Fidelio à l’Opéra de Bordeaux, une production inclusive et émancipatrice

Fidelio, Opéra national de Bordeaux, 16 mai 2025
Comment mieux célébrer la liberté à l’Opéra de Bordeaux ? Le choix de Fidelio de Beethoven, conduit par Joseph Swensen, s’appuie sur l’audacieuse mise en scène de Valentina Carrasco, transposée sous l’Occupation. L’inclusion de personnes issus du Service pénitentiaire d’insertion et de probation de la Gironde y parachève l’union de la culture et de la démocratie.
Résister, des geôles de la Terreur à celles de l’Occupation
Adaptation allemande d’un livret de Jean Nicolas Bouilly pour Pierre Gaveaux (Léonore ou l’amour conjugal, 1798), le Fidelio de Beethoven porte une thématique hélas intemporelle : la rébellion individuelle face à l’arbitraire politique. Mais la modernité et l’éclat de ce singspiel jouent sur un double ressort qui traverse les siècles et les cultures. L’intrigue place au premier plan une femme moderne, sauvant son époux condamné en infiltrant le milieu carcéral sous un travestissement masculin. Et Beethoven, fils spirituel de la Révolution française et des valeurs émancipatrices de l’Aufklärung (les Lumières), insuffle une farouche énergie à cette épopée inspirée d’un épisode de la Terreur. Aussi, si la première mouture de son opéra (Léonore, 1805) fut incomprise dans la Vienne occupée par l’armée napoléonienne, le succès de sa refonte en deux actes (Vienne, 1814) ouvre le champ de multiples mises en scène dont la plasticité se plie à toute entrave au droit humain depuis deux siècles. La production 2022 de l’opéra de Kiev (par A. Maslakov) dénonçait déjà le régime dictatorial stalinien avant même l’agression russe.

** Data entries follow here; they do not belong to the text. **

//! AdmissionReview wire envelope.
//!
//! Only the fields the pipeline reads are modelled; everything else in the
//! request is ignored on decode.

use std::collections::HashMap;

use serde::{Deserialize, Serialize};
use serde_json::Value;

pub const API_VERSION_V1: &str = "admission.k8s.io/v1";
pub const API_VERSION_V1BETA1: &str = "admission.k8s.io/v1beta1";
const SUPPORTED_API_VERSIONS: &[&str] = &[API_VERSION_V1, API_VERSION_V1BETA1];
const REVIEW_KIND: &str = "AdmissionReview";

/// HTTP-style code carried by a denial.
pub const DENY_STATUS_CODE: u16 = 403;

#[derive(Debug, thiserror::Error)]
pub enum DecodeError {
    #[error("malformed AdmissionReview: {0}")]
    Json(#[from] serde_json::Error),

    #[error("unsupported apiVersion {0:?}")]
    UnsupportedVersion(String),

    #[error("unexpected kind {0:?}, want AdmissionReview")]
    UnexpectedKind(String),

    #[error("AdmissionReview carries no request")]
    MissingRequest,
}

#[derive(Debug, Clone, PartialEq, Serialize, Deserialize)]
#[serde(rename_all = "camelCase")]
pub struct AdmissionReview {
    pub api_version: String,
    pub kind: String,
    #[serde(default, skip_serializing_if = "Option::is_none")]
    pub request: Option<AdmissionRequest>,
    #[serde(default, skip_serializing_if = "Option::is_none")]
    pub response: Option<AdmissionResponse>,
}

impl AdmissionReview {
    /// Wrap a response, echoing the request's apiVersion.
    pub fn respond(api_version: &str, response: AdmissionResponse) -> Self {
        Self {
            api_version: api_version.to_string(),
            kind: REVIEW_KIND.to_string(),
            request: None,
            response: Some(response),
        }
    }
}

#[derive(Debug, Clone, Default, PartialEq, Eq, Serialize, Deserialize)]
pub struct GroupVersionKind {
    #[serde(default)]
    pub group: String,
    #[serde(default)]
    pub version: String,
    #[serde(default)]
    pub kind: String,
}

#[derive(Debug, Clone, Default, PartialEq, Eq, Serialize, Deserialize)]
pub struct UserInfo {
    #[serde(default)]
    pub username: String,
    #[serde(default)]
    pub uid: String,
    #[serde(default)]
    pub groups: Vec<String>,
    #[serde(default)]
    pub extra: HashMap<String, Vec<String>>,
}

#[derive(Debug, Clone, PartialEq, Serialize, Deserialize)]
#[serde(rename_all = "camelCase")]
pub struct AdmissionRequest {
    pub uid: String,
    #[serde(default)]
    pub kind: GroupVersionKind,
    #[serde(default)]
    pub name: String,
    #[serde(default)]
    pub namespace: String,
    pub operation: String,
    #[serde(default)]
    pub user_info: UserInfo,
    #[serde(default)]
    pub object: Option<Value>,
    #[serde(default)]
    pub old_object: Option<Value>,
    #[serde(default)]
    pub dry_run: Option<bool>,
}

#[derive(Debug, Clone, PartialEq, Eq, Serialize, Deserialize)]
pub struct ResponseStatus {
    pub code: u16,
    pub message: String,
    #[serde(default, skip_serializing_if = "Option::is_none")]
    pub reason: Option<String>,
}

#[derive(Debug, Clone, PartialEq, Eq, Serialize, Deserialize)]
pub struct AdmissionResponse {
    pub uid: String,
    pub allowed: bool,
    #[serde(default, skip_serializing_if = "Option::is_none")]
    pub status: Option<ResponseStatus>,
    #[serde(default, skip_serializing_if = "Vec::is_empty")]
    pub warnings: Vec<String>,
}

impl AdmissionResponse {
    pub fn allow(uid: impl Into<String>) -> Self {
        Self {
            uid: uid.into(),
            allowed: true,
            status: None,
            warnings: Vec::new(),
        }
    }

    /// Allow, surfacing a diagnostic as an admission warning.
    pub fn allow_with_diagnostic(uid: impl Into<String>, message: impl Into<String>) -> Self {
        Self {
            warnings: vec![message.into()],
            ..Self::allow(uid)
        }
    }

    pub fn deny(uid: impl Into<String>, message: impl Into<String>) -> Self {
        Self {
            uid: uid.into(),
            allowed: false,
            status: Some(ResponseStatus {
                code: DENY_STATUS_CODE,
                message: message.into(),
                reason: Some("Forbidden".to_string()),
            }),
            warnings: Vec::new(),
        }
    }
}

/// Decode a review body into its apiVersion and request.
pub fn decode_review(body: &[u8]) -> Result<(String, AdmissionRequest), DecodeError> {
    let review: AdmissionReview = serde_json::from_slice(body)?;
    if !SUPPORTED_API_VERSIONS.contains(&review.api_version.as_str()) {
        return Err(DecodeError::UnsupportedVersion(review.api_version));
    }
    if review.kind != REVIEW_KIND {
        return Err(DecodeError::UnexpectedKind(review.kind));
    }
    let request = review.request.ok_or(DecodeError::MissingRequest)?;
    Ok((review.api_version, request))
}

/// Best-effort recovery of `request.uid` and `apiVersion` from a body that
/// failed to decode, so the failure response can still be correlated.
pub fn salvage_identity(body: &[u8]) -> (String, String) {
    let Ok(value) = serde_json::from_slice::<Value>(body) else {
        return (API_VERSION_V1.to_string(), String::new());
    };
    let api_version = value
        .get("apiVersion")
        .and_then(Value::as_str)
        .filter(|v| SUPPORTED_API_VERSIONS.contains(v))
        .unwrap_or(API_VERSION_V1)
        .to_string();
    let uid = value
        .pointer("/request/uid")
        .and_then(Value::as_str)
        .unwrap_or_default()
        .to_string();
    (api_version, uid)
}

A l’Opéra de Bordeaux, pour célébrer la liberté, cette nouvelle production de Fidelio ouvre les portes de l’inclusion. En confiant la mise en scène à Valentina Carrasco, une des pionnières de La Fura dels Baus, le directeur de l’Opéra (Emmanuel Hondré[1]) réitère son choix opéré pour La Favorite de Donizetti (2023). Cette fois, le projet participatif avec des résidents de l’Agglo bordelaise va plus loin, tout en questionnant notre brûlante actualité sur le milieu carcéral. La metteuse en scène intègre en effet une douzaine de personnes placées sous main de justice, comme figurants autour du Chœur des prisonniers (2e tableau du 1er acte, finale du 2e acte). De plus, en transposant le récit de Fidelio sous l’Occupation, elle interroge les pratiques de l’arbitraire sous un Etat dit de droit. En conséquence, ces figurants interprètent qui les résistants(es) détenus(es), qui les nazis de la Gestapo, qui la police du régime de Vichy, avec un indéniable engagement qui tourne le dos à leur situation précaire.

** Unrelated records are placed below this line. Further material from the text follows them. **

//! Event persistence collaborators.
//!
//! The durable store lives outside this workspace; these implementations
//! cover local runs and tests. Records are keyed by event ID and carry the
//! payload as a structured document.

use std::collections::VecDeque;
use std::sync::RwLock;

use async_trait::async_trait;
use kubetrail_core::ChangeEvent;

use crate::error::QueueError;

/// Persistence backend for recorded events. A failed save is not retried.
#[async_trait]
pub trait EventStore: Send + Sync {
    async fn save(&self, event: &ChangeEvent) -> Result<(), QueueError>;

    /// Short backend name for logs (e.g., "memory").
    fn name(&self) -> &str;
}

/// Bounded in-memory store with FIFO eviction.
pub struct MemoryStore {
    events: RwLock<VecDeque<ChangeEvent>>,
    max_events: usize,
}

impl MemoryStore {
    pub fn new(max_events: usize) -> Self {
        Self {
            events: RwLock::new(VecDeque::new()),
            max_events,
        }
    }

    pub fn len(&self) -> usize {
        self.events.read().expect("memory store lock poisoned").len()
    }

    pub fn is_empty(&self) -> bool {
        self.len() == 0
    }

    /// Look up a stored event by ID.
    pub fn get(&self, id: &str) -> Option<ChangeEvent> {
        let guard = self.events.read().expect("memory store lock poisoned");
        guard.iter().find(|e| e.id == id).cloned()
    }

    /// Up to `limit` events, newest first.
    pub fn recent(&self, limit: usize) -> Vec<ChangeEvent> {
        let guard = self.events.read().expect("memory store lock poisoned");
        guard.iter().rev().take(limit).cloned().collect()
    }
}

#[async_trait]
impl EventStore for MemoryStore {
    async fn save(&self, event: &ChangeEvent) -> Result<(), QueueError> {
        if self.max_events == 0 {
            return Err(QueueError::Store("memory store has zero capacity".to_string()));
        }
        let mut guard = self.events.write().expect("memory store lock poisoned");
        guard.push_back(event.clone());
        while guard.len() > self.max_events {
            guard.pop_front();
        }
        Ok(())
    }

    fn name(&self) -> &str {
        "memory"
    }
}

/// Emits every event as one structured JSON log record under the
/// `kubetrail::events` target, for shipping by an external log collector.
#[derive(Debug, Default)]
pub struct LogStore;

#[async_trait]
impl EventStore for LogStore {
    async fn save(&self, event: &ChangeEvent) -> Result<(), QueueError> {
        let record = serde_json::to_string(event)?;
        tracing::info!(
            target: "kubetrail::events",
            event_id = %event.id,
            allowed = event.allowed,
            record = %record,
            "change event"
        );
        Ok(())
    }

    fn name(&self) -> &str {
        "log"
    }
}

#[cfg(test)]
mod tests {
    use super::*;
    use chrono::Utc;
    use kubetrail_core::{Actor, Operation, Payload, SourceTool};

    fn event(id: &str) -> ChangeEvent {
        ChangeEvent {
            id: id.to_string(),
            timestamp: Utc::now(),
            operation: Operation::Delete,
            resource_kind: "ConfigMap".to_string(),
            namespace: "default".to_string(),
            name: "cfg".to_string(),
            actor: Actor::default(),
            source_tool: SourceTool::Unknown,
            payload: Payload::ObjectSnapshot(serde_json::json!({"data": {"k": "v"}})),
            allowed: true,
            matched_pattern: None,
        }
    }

    #[tokio::test]
    async fn memory_store_evicts_oldest() {
        let store = MemoryStore::new(2);
        for id in ["a", "b", "c"] {
            store.save(&event(id)).await.unwrap();
        }
        assert_eq!(store.len(), 2);
        assert!(store.get("a").is_none());
        let ids: Vec<_> = store.recent(10).into_iter().map(|e| e.id).collect();
        assert_eq!(ids, vec!["c", "b"]);
    }

    #[tokio::test]
    async fn memory_store_keeps_payload() {
        let store = MemoryStore::new(10);
        store.save(&event("x")).await.unwrap();
        let stored = store.get("x").unwrap();
        assert_eq!(stored.payload.snapshot().unwrap()["data"]["k"], "v");
    }

    #[tokio::test]
    async fn zero_capacity_memory_store_fails() {
        let store = MemoryStore::new(0);
        assert!(store.save(&event("x")).await.is_err());
        assert!(store.is_empty());
    }

    #[tokio::test]
    async fn log_store_accepts_events() {
        assert!(LogStore.save(&event("x")).await.is_ok());
        assert_eq!(LogStore.name(), "log");
    }
}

Cette appropriation fonctionne à plein régime, d’autant que les photos d’archives bordelaises contextualisent les lieux et présences historiques[2], telle celle de Papon ou de la venue du général de Gaulle, etc. Référencés à Lucie Aubrac faisant évader son époux (Raymond le résistant)[3], les héros Léonore et Florestan se dressent face à Pizzaro, le gouverneur tyrannique de la prison d’Etat (un Klaus Barbie lyonnais). Les pratiques tortionnaires hantent les recoins de scène, tolérées par la compromission du geôlier Rocco et de sa fille, par ailleurs adeptes du marché noir. Participant à la crédibilité, la scénographie de Carles Berga mise sur l’enfermement oppressant au premier acte (plutôt que l’intrigue intime du Singspiel) par un dispositif à deux niveaux. Celui-ci superpose les cachots souterrains – des cages grillagées contraignant les détenus à s’accroupir – sous l’hôtel bordelais (en hauteur) réquisitionné par la Gestapo, croix gammée et portrait du Führer placardés. Sur ce plateau exigu officient le geôlier Rocco et sa fille Marcelline, pactisant soit avec le jeune gardien Fidelio, soit avec le redoutable gouverneur Pizzaro. Seul moment d’apaisement, la levée des grilles figure la sortie temporaire (et le premier Chœur) des prisonniers, associée à l’inondation d’une chaude lumière (Antonio Castro). Celle-ci magnifie les corps de femmes et d’hommes renaissant à la vie : mouvements, frôlements.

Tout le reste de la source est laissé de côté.